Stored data
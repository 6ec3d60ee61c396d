//! Credential connectivity probe.
//!
//! Before a run, each parsed key can be tested with a minimal request
//! against the primary model, falling back once to the fallback model on a
//! 404. The caller rebuilds the pool from the surviving keys.

use std::sync::Arc;

use crate::client::{ClassifyTransport, GenerateContentRequest};
use crate::keypool::redact_key;
use crate::types::ModelSelector;

#[derive(Debug, Clone, PartialEq, Eq)]
pub enum ProbeStatus {
    /// The key answered a test request on this model.
    Ok { model: String },
    /// Upstream rejected the key (or every model we tried).
    Invalid { status: u16 },
    /// The request never completed.
    Unreachable { detail: String },
}

#[derive(Debug, Clone)]
pub struct KeyProbe {
    pub key: String,
    pub status: ProbeStatus,
}

impl KeyProbe {
    pub fn is_ok(&self) -> bool {
        matches!(self.status, ProbeStatus::Ok { .. })
    }
}

/// Probe each key sequentially. Returns one entry per key, input order
/// preserved.
pub async fn probe_credentials(
    transport: Arc<dyn ClassifyTransport>,
    endpoint: &str,
    models: &ModelSelector,
    keys: &[String],
) -> Vec<KeyProbe> {
    let request = GenerateContentRequest::probe("Hello");
    let mut probes = Vec::with_capacity(keys.len());

    for key in keys {
        let status = probe_one(transport.as_ref(), endpoint, models, key, &request).await;
        if !matches!(status, ProbeStatus::Ok { .. }) {
            tracing::warn!(credential = %redact_key(key), status = ?status, "credential probe failed");
        }
        probes.push(KeyProbe {
            key: key.clone(),
            status,
        });
    }
    probes
}

async fn probe_one(
    transport: &dyn ClassifyTransport,
    endpoint: &str,
    models: &ModelSelector,
    key: &str,
    request: &GenerateContentRequest,
) -> ProbeStatus {
    let reply = match transport.generate(endpoint, &models.primary, key, request).await {
        Ok(reply) => reply,
        Err(e) => {
            return ProbeStatus::Unreachable {
                detail: e.to_string(),
            }
        }
    };

    match reply.status {
        200..=299 => ProbeStatus::Ok {
            model: models.primary.clone(),
        },
        404 if models.can_fall_back() => {
            match transport
                .generate(endpoint, &models.fallback, key, request)
                .await
            {
                Ok(fallback_reply) if (200..=299).contains(&fallback_reply.status) => {
                    ProbeStatus::Ok {
                        model: models.fallback.clone(),
                    }
                }
                Ok(fallback_reply) => ProbeStatus::Invalid {
                    status: fallback_reply.status,
                },
                Err(e) => ProbeStatus::Unreachable {
                    detail: e.to_string(),
                },
            }
        }
        status => ProbeStatus::Invalid { status },
    }
}

/// Keys that passed the probe, input order preserved.
pub fn surviving_keys(probes: &[KeyProbe]) -> Vec<String> {
    probes
        .iter()
        .filter(|p| p.is_ok())
        .map(|p| p.key.clone())
        .collect()
}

§ **What you should do**: Return every line from the records above that holds the word "KeyProbe".

§ **Answer for the task**:
pub struct KeyProbe {
impl KeyProbe {
) -> Vec<KeyProbe> {
        probes.push(KeyProbe {
pub fn surviving_keys(probes: &[KeyProbe]) -> Vec<String> {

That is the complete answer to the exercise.